Intel® Advisor XE along with the other Intel® Parallel Studio XE tools lay out a multi-step process to aid developers in transitioning their serial code to efficient and correct parallel code. This blog will focus on the first step of the process: How to determine where to add parallelism in an application.
Intel Advisor XE provides an easy to use GUI interface on Windows* and Linux* as well as a plug-in to Microsoft Visual Studio*. The first step in using Intel Advisor XE is to run the Survey tool, which will help determine where most of the time in the application is being spent. These “Hotspots” are good starting points when deciding where to add parallelism in an application. Figure 1 shows a screenshot of some profile data generated by Intel Advisor XE on a K-Nearest Neighbors application.

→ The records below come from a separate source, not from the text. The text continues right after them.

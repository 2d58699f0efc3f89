use async_trait::async_trait;
use chrono::{DateTime, Utc};
use reqwest::Client;
use serde::Deserialize;
use tracing::debug;

use super::http::{decode_each, get_json};
use super::{JobProvider, ProviderKind};
use crate::errors::FetchError;
use crate::models::{Company, Job, Posting};
use crate::normalize::department::department_or_guess;
use crate::normalize::{application_url, mentions_remote, slugify};

pub const DEFAULT_API_URL: &str = "https://api.lever.co/v0/postings";

/// Lever postings API. Like Breezy, there is no company profile endpoint.
pub struct LeverProvider {
    client: Client,
    api_url: String,
}

impl LeverProvider {
    pub fn new(client: Client) -> Self {
        Self {
            client,
            api_url: DEFAULT_API_URL.to_string(),
        }
    }

    pub fn with_api_url(mut self, api_url: impl Into<String>) -> Self {
        self.api_url = api_url.into().trim_end_matches('/').to_string();
        self
    }
}

#[async_trait]
impl JobProvider for LeverProvider {
    fn kind(&self) -> ProviderKind {
        ProviderKind::Lever
    }

    async fn fetch_company(&self, id: &str) -> Result<Option<Company>, FetchError> {
        Ok(Some(Company::stub(id)))
    }

    async fn fetch_postings(
        &self,
        company_id: Option<&str>,
        _now: DateTime<Utc>,
    ) -> Result<Vec<Posting>, FetchError> {
        let Some(company_id) = company_id else {
            debug!("lever: no company given, nothing to fetch");
            return Ok(Vec::new());
        };

        let request = self
            .client
            .get(format!("{}/{}", self.api_url, company_id))
            .query(&[("mode", "json")]);
        let raw: Vec<serde_json::Value> = get_json(request).await?;

        let company = Company::stub(company_id);
        Ok(decode_each::<LeverPosting>(raw, "lever posting")
            .into_iter()
            .filter_map(|posting| map_posting(posting, &company))
            .collect())
    }
}

#[derive(Debug, Deserialize)]
#[serde(rename_all = "camelCase")]
struct LeverPosting {
    id: String,
    #[serde(default)]
    text: String,
    #[serde(default)]
    categories: LeverCategories,
    created_at: Option<i64>,
    description: Option<String>,
    description_plain: Option<String>,
    hosted_url: Option<String>,
    apply_url: Option<String>,
    workplace_type: Option<String>,
}

#[derive(Debug, Default, Deserialize)]
struct LeverCategories {
    department: Option<String>,
    team: Option<String>,
    location: Option<String>,
}

fn map_posting(raw: LeverPosting, company: &Company) -> Option<Posting> {
    let updated = raw.created_at?;
    let location = raw.categories.location.unwrap_or_default();
    let remote = raw
        .workplace_type
        .as_deref()
        .is_some_and(|kind| kind.eq_ignore_ascii_case("remote"))
        || mentions_remote(&location);
    let department = raw.categories.department.or(raw.categories.team);
    let raw_url = raw.hosted_url.or(raw.apply_url).unwrap_or_default();
    let title = raw.text;

    let job = Job {
        id: raw.id,
        slug: slugify(&title),
        department: department_or_guess(department.as_deref(), &title),
        description: raw.description_plain.unwrap_or_default(),
        body: raw.description.unwrap_or_default(),
        location,
        remote,
        company: company.clone(),
        url: application_url(&raw_url, &title),
        updated,
        featured_until: None,
        featured: false,
        min_salary: None,
        max_salary: None,
        title,
    };

    Some(Posting::active(job))
}

#[cfg(test)]
mod tests {
    use super::*;
    use crate::providers::http::build_client;
    use chrono::Duration;
    use mockito::{Matcher, Server};
    use serde_json::json;

    fn provider(server: &Server) -> LeverProvider {
        let client = build_client(std::time::Duration::from_secs(5)).unwrap();
        LeverProvider::new(client).with_api_url(server.url())
    }

    fn lever_posting(id: &str, text: &str, days_ago: i64) -> serde_json::Value {
        json!({
            "id": id,
            "text": text,
            "categories": {
                "commitment": "Full-time",
                "location": "New York",
                "team": "Smart Contracts"
            },
            "createdAt": (Utc::now() - Duration::days(days_ago)).timestamp_millis(),
            "description": "<div>About the role</div>",
            "descriptionPlain": "About the role",
            "lists": [],
            "hostedUrl": format!("https://jobs.lever.co/chainlink/{id}"),
            "applyUrl": format!("https://jobs.lever.co/chainlink/{id}/apply"),
            "workplaceType": "onsite"
        })
    }

    #[test]
    fn test_map_posting_uses_team_when_department_missing() {
        let raw: LeverPosting =
            serde_json::from_value(lever_posting("p1", "Solidity Engineer", 1)).unwrap();
        let job = map_posting(raw, &Company::stub("chainlink")).expect("mapped").job;
        assert_eq!(job.department, "Smart Contracts");
        assert_eq!(job.description, "About the role");
        assert_eq!(job.body, "<div>About the role</div>");
        assert_eq!(job.url, "https://jobs.lever.co/chainlink/p1");
        assert!(!job.remote);
        assert_eq!(job.company.id, "chainlink");
    }

    #[test]
    fn test_map_posting_remote_from_workplace_type() {
        let mut value = lever_posting("p2", "Developer Advocate", 1);
        value["workplaceType"] = json!("remote");
        let job = map_posting(serde_json::from_value(value).unwrap(), &Company::stub("chainlink"))
            .expect("mapped")
            .job;
        assert!(job.remote);
    }

    #[tokio::test]
    async fn test_get_jobs_fetches_postings() {
        let mut server = Server::new_async().await;
        let mock = server
            .mock("GET", "/chainlink")
            .match_query(Matcher::UrlEncoded("mode".into(), "json".into()))
            .with_status(200)
            .with_body(
                json!([
                    lever_posting("older", "Research Engineer", 20),
                    lever_posting("newer", "Product Designer", 2),
                    lever_posting("ancient", "Node Operator", 61),
                    {"id": "undated", "text": "Mystery"}
                ])
                .to_string(),
            )
            .create_async()
            .await;

        let jobs = provider(&server).get_jobs(Some("chainlink"), Some(1)).await;
        assert_eq!(jobs.len(), 1);
        assert_eq!(jobs[0].id, "newer");
        mock.assert_async().await;
    }

    #[tokio::test]
    async fn test_unknown_company_returns_empty() {
        let mut server = Server::new_async().await;
        server
            .mock("GET", "/ghost")
            .match_query(Matcher::Any)
            .with_status(404)
            .with_body(r#"{"ok": false, "error": "Document not found"}"#)
            .create_async()
            .await;

        assert!(provider(&server).get_jobs(Some("ghost"), None).await.is_empty());
    }
}
use async_trait::async_trait;
use chrono::{DateTime, Utc};
use reqwest::Client;
use serde::Deserialize;
use tracing::{debug, warn};

use super::http::{decode_each, get_json, id_string};
use super::{JobProvider, ProviderKind};
use crate::errors::FetchError;
use crate::models::{Company, Job, Posting};
use crate::normalize::department::department_or_guess;
use crate::normalize::{application_url, parse_timestamp_ms, slugify};

/// Public per-company feed; `{company}` is replaced with the Breezy subdomain.
pub const DEFAULT_ENDPOINT: &str = "https://{company}.breezy.hr/json";

/// Breezy HR public JSON feed. The feed only lists published positions and
/// there is no company lookup endpoint.
pub struct BreezyProvider {
    client: Client,
    endpoint: String,
}

impl BreezyProvider {
    pub fn new(client: Client) -> Self {
        Self {
            client,
            endpoint: DEFAULT_ENDPOINT.to_string(),
        }
    }

    /// Overrides the feed URL template (must contain `{company}`).
    pub fn with_endpoint(mut self, endpoint: impl Into<String>) -> Self {
        self.endpoint = endpoint.into();
        self
    }

    fn feed_url(&self, company_id: &str) -> String {
        self.endpoint.replace("{company}", company_id)
    }
}

#[async_trait]
impl JobProvider for BreezyProvider {
    fn kind(&self) -> ProviderKind {
        ProviderKind::Breezy
    }

    async fn fetch_company(&self, id: &str) -> Result<Option<Company>, FetchError> {
        warn!("breezy: GetCompany not supported upstream, echoing '{id}'");
        Ok(Some(Company::stub(id)))
    }

    async fn fetch_postings(
        &self,
        company_id: Option<&str>,
        _now: DateTime<Utc>,
    ) -> Result<Vec<Posting>, FetchError> {
        let Some(company_id) = company_id else {
            debug!("breezy: no company given, nothing to fetch");
            return Ok(Vec::new());
        };

        let request = self.client.get(self.feed_url(company_id));
        let raw: Vec<serde_json::Value> = get_json(request).await?;

        Ok(decode_each::<BreezyPosition>(raw, "breezy position")
            .into_iter()
            .filter_map(|position| map_posting(position, company_id))
            .collect())
    }
}

#[derive(Debug, Deserialize)]
struct BreezyPosition {
    #[serde(default)]
    id: serde_json::Value,
    #[serde(default)]
    name: String,
    #[serde(default)]
    department: Option<String>,
    #[serde(default)]
    url: Option<String>,
    #[serde(default)]
    published_date: Option<String>,
    #[serde(default)]
    location: Option<BreezyLocation>,
    #[serde(default)]
    company: Option<BreezyCompany>,
}

#[derive(Debug, Deserialize)]
struct BreezyLocation {
    name: Option<String>,
    is_remote: Option<bool>,
}

#[derive(Debug, Deserialize)]
struct BreezyCompany {
    friendly_id: Option<String>,
    name: Option<String>,
    logo_url: Option<String>,
}

fn map_posting(position: BreezyPosition, company_id: &str) -> Option<Posting> {
    let updated = position.published_date.as_deref().and_then(parse_timestamp_ms)?;

    let company = match position.company {
        Some(company) => {
            let title = company.name.unwrap_or_else(|| company_id.to_string());
            Company {
                id: company.friendly_id.unwrap_or_else(|| company_id.to_string()),
                slug: slugify(&title),
                title,
                logo: company.logo_url.unwrap_or_default(),
                ..Default::default()
            }
        }
        None => Company::stub(company_id),
    };

    let (location, remote) = match position.location {
        Some(location) => (
            location.name.unwrap_or_default(),
            location.is_remote.unwrap_or(false),
        ),
        None => (String::new(), false),
    };

    let title = position.name;
    let job = Job {
        id: id_string(&position.id),
        slug: slugify(&title),
        department: department_or_guess(position.department.as_deref(), &title),
        description: String::new(),
        body: String::new(),
        location,
        remote,
        company,
        url: application_url(position.url.as_deref().unwrap_or_default(), &title),
        updated,
        featured_until: None,
        featured: false,
        min_salary: None,
        max_salary: None,
        title,
    };

    Some(Posting::active(job))
}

Figure 1 shows that the majority of the program is spent in STL copy and Tree functions, 61.9% and 18.5% respectively. It also spends 9.2% in a loop in the method called KNN::distance. The distance function is the only one that I have control over, so I can start my investigation there. With one mouse click, Intel Advisor XE will automatically navigate to the source code (definition) of this method. Figure 2 shows the breakdown of time spent in KNN::distance.

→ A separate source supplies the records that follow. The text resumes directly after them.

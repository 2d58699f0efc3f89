//! Which companies to query on which ATS.

use std::path::Path;

use serde::{Deserialize, Serialize};

use crate::errors::ConfigError;
use crate::providers::ProviderKind;

const BREEZY_COMPANIES: &[&str] = &[
    "the-graph",
    "immunefi",
    "superrare",
    "centrifuge",
    "celer-network",
    "bloxstaking",
    "hal-collective-inc",
    "spruce-systems",
];

const GREENHOUSE_COMPANIES: &[&str] = &[
    "consensys",
    "consensysinc",
    "gnosis",
    "openzeppelin",
    "figment",
    "0x",
    "blockdaemon",
    "setlabs",
    "dydx",
    "brave",
    "dharma",
    "thesis",
    "matterlabs",
    "chainsafesystems",
    "textileio",
    "optimism",
    "nethermind",
    "ankrnetwork",
];

const LEVER_COMPANIES: &[&str] = &[
    "aragon",
    "bobanetwork",
    "centrifuge",
    "protocol",
    "compound-2",
    "Uniswap",
    "Mycelium",
    "chainlink",
    "RabbitHoleStudios",
    "with-foundation",
    "Rarible",
    "defialliance",
    "zerion",
    "3box",
    "ArtBlocks",
    "blocknative",
    "connext-network",
    "fuellabs",
    "alchemy",
    "offchainlabs",
    "axiomzen",
    "immutable",
    "filecoin",
    "TorusLabs",
    "certik",
    "trailofbits",
    "obol-tech",
    "quicknode",
    "ETHGlobal",
    "Polygon",
];

/// One provider and the companies to query on it.
/// An empty company list means a single unscoped query.
#[derive(Debug, Clone, PartialEq, Eq, Serialize, Deserialize)]
pub struct Source {
    pub provider: ProviderKind,
    #[serde(default)]
    pub companies: Vec<String>,
}

impl Source {
    pub fn new(provider: ProviderKind, companies: &[&str]) -> Self {
        Self {
            provider,
            companies: companies.iter().map(|c| c.to_string()).collect(),
        }
    }
}

/// Ordered list of sources handed to the aggregator.
#[derive(Debug, Clone, PartialEq, Eq, Serialize, Deserialize)]
pub struct SourcesConfig {
    pub sources: Vec<Source>,
}

impl Default for SourcesConfig {
    fn default() -> Self {
        Self {
            sources: vec![
                Source::new(ProviderKind::Airtable, &[]),
                Source::new(ProviderKind::Breezy, BREEZY_COMPANIES),
                Source::new(ProviderKind::Greenhouse, GREENHOUSE_COMPANIES),
                Source::new(ProviderKind::Lever, LEVER_COMPANIES),
            ],
        }
    }
}

impl SourcesConfig {
    pub fn new(sources: Vec<Source>) -> Self {
        Self { sources }
    }

    /// Loads a JSON sources file: `{"sources": [{"provider": "breezy", "companies": [...]}]}`.
    pub fn from_path(path: impl AsRef<Path>) -> Result<Self, ConfigError> {
        let path = path.as_ref();
        let display = path.display().to_string();
        let raw = std::fs::read_to_string(path).map_err(|source| ConfigError::SourcesRead {
            path: display.clone(),
            source,
        })?;
        serde_json::from_str(&raw).map_err(|source| ConfigError::SourcesParse {
            path: display,
            source,
        })
    }

    /// Distinct providers named, in first-mention order.
    pub fn kinds(&self) -> Vec<ProviderKind> {
        let mut kinds = Vec::new();
        for source in &self.sources {
            if !kinds.contains(&source.provider) {
                kinds.push(source.provider);
            }
        }
        kinds
    }

    /// Flattened (provider, company) requests in configuration order.
    pub fn requests(&self) -> Vec<(ProviderKind, Option<String>)> {
        self.sources
            .iter()
            .flat_map(|source| {
                if source.companies.is_empty() {
                    vec![(source.provider, None)]
                } else {
                    source
                        .companies
                        .iter()
                        .map(|company| (source.provider, Some(company.clone())))
                        .collect()
                }
            })
            .collect()
    }
}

Looking at this method, it can be seen that a single call should not take very long. It only calculates the distance between two points and it spends quite a bit of time returning the value in addition to the calculation.

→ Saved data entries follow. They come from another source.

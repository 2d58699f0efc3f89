/// Department used when neither the upstream nor any keyword gives a hint.
pub const DEFAULT_DEPARTMENT: &str = "Other";

/// Keyword → department table, checked in order against the lowercased title.
/// More specific keywords sit above broader ones ("product designer" is Design).
const DEPARTMENT_KEYWORDS: &[(&str, &str)] = &[
    ("design", "Design"),
    ("ux", "Design"),
    ("engineer", "Engineering"),
    ("developer", "Engineering"),
    ("devops", "Engineering"),
    ("architect", "Engineering"),
    ("solidity", "Engineering"),
    ("programmer", "Engineering"),
    ("sre", "Engineering"),
    ("security", "Engineering"),
    ("qa", "Engineering"),
    ("data", "Data"),
    ("analyst", "Data"),
    ("research", "Research"),
    ("scientist", "Research"),
    ("product", "Product"),
    ("marketing", "Marketing"),
    ("community", "Marketing"),
    ("content", "Marketing"),
    ("growth", "Marketing"),
    ("writer", "Marketing"),
    ("social", "Marketing"),
    ("sales", "Sales"),
    ("business development", "Sales"),
    ("accountant", "Finance"),
    ("account", "Sales"),
    ("partnership", "Sales"),
    ("support", "Support"),
    ("customer", "Support"),
    ("legal", "Legal"),
    ("counsel", "Legal"),
    ("compliance", "Legal"),
    ("finance", "Finance"),
    ("recruit", "People"),
    ("talent", "People"),
    ("people", "People"),
    ("hr", "People"),
    ("operations", "Operations"),
    ("office", "Operations"),
    ("manager", "Management"),
    ("director", "Management"),
    ("chief", "Management"),
    ("officer", "Management"),
];

/// Longer keywords that still only count as a whole word ("officer" is not an office).
const WHOLE_WORD_KEYWORDS: &[&str] = &["office"];

/// Best-effort department guess from keywords in a job title.
pub fn guess_department(title: &str) -> String {
    let lowered = title.to_lowercase();
    let words: Vec<&str> = lowered
        .split(|c: char| !c.is_alphanumeric())
        .filter(|w| !w.is_empty())
        .collect();

    DEPARTMENT_KEYWORDS
        .iter()
        .find(|(keyword, _)| matches_keyword(&lowered, &words, keyword))
        .map(|(_, department)| department.to_string())
        .unwrap_or_else(|| DEFAULT_DEPARTMENT.to_string())
}

/// Short keywords ("ux", "hr", "qa", "sre") must match a whole word so that
/// "three" never reads as HR; longer ones match as substrings ("engineering").
/// The table lists a longer keyword above any keyword it contains.
fn matches_keyword(lowered: &str, words: &[&str], keyword: &str) -> bool {
    if keyword.len() <= 3 || WHOLE_WORD_KEYWORDS.contains(&keyword) {
        words.iter().any(|w| *w == keyword)
    } else {
        lowered.contains(keyword)
    }
}

/// Upstream department when it has one, otherwise the title heuristic.
pub fn department_or_guess(department: Option<&str>, title: &str) -> String {
    match department.map(str::trim) {
        Some(dept) if !dept.is_empty() => dept.to_string(),
        _ => guess_department(title),
    }
}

If this was all the information that Intel Advisor XE presented, it may be difficult to continue parallelizing because the bulk of the work doesn’t appear to be very conducive to parallelism. However, the Survey Report provides much more detailed information.
Figure 3 revels that the KNN::predict method is making calls to distance and the Survey Report also shows that these calls are made in the body of a loop (see the highlighted "loop" line).
This loop identifies another possible site for parallelism that still focuses on the Hotspots of the code. This site appears to be a loop with independent iterations (the execution of one iteration isn’t dependent on a previous iteration), which is a prime candidate for parallelization.
The way Intel Advisor XE encourages the use of profile information can be very useful in uncovering the not-so-obvious locations where introducing parallelism may greatly improve performance. The Survey Report can present call path information that may reveal better locations to introduce parallelism while still focusing on the Hotspots. The timing breakdowns also reveal interesting characteristics about applications that may not be obvious, such as the heavy overhead of vector operations.
After locating ideal sites for parallelism, the next steps in the Intel Advisor XE Workflow are to insert Intel Advisor XE Annotations to gather Suitability and Correctness data about the proposed parallelism to determine the easiest and most efficient way to parallelize an application.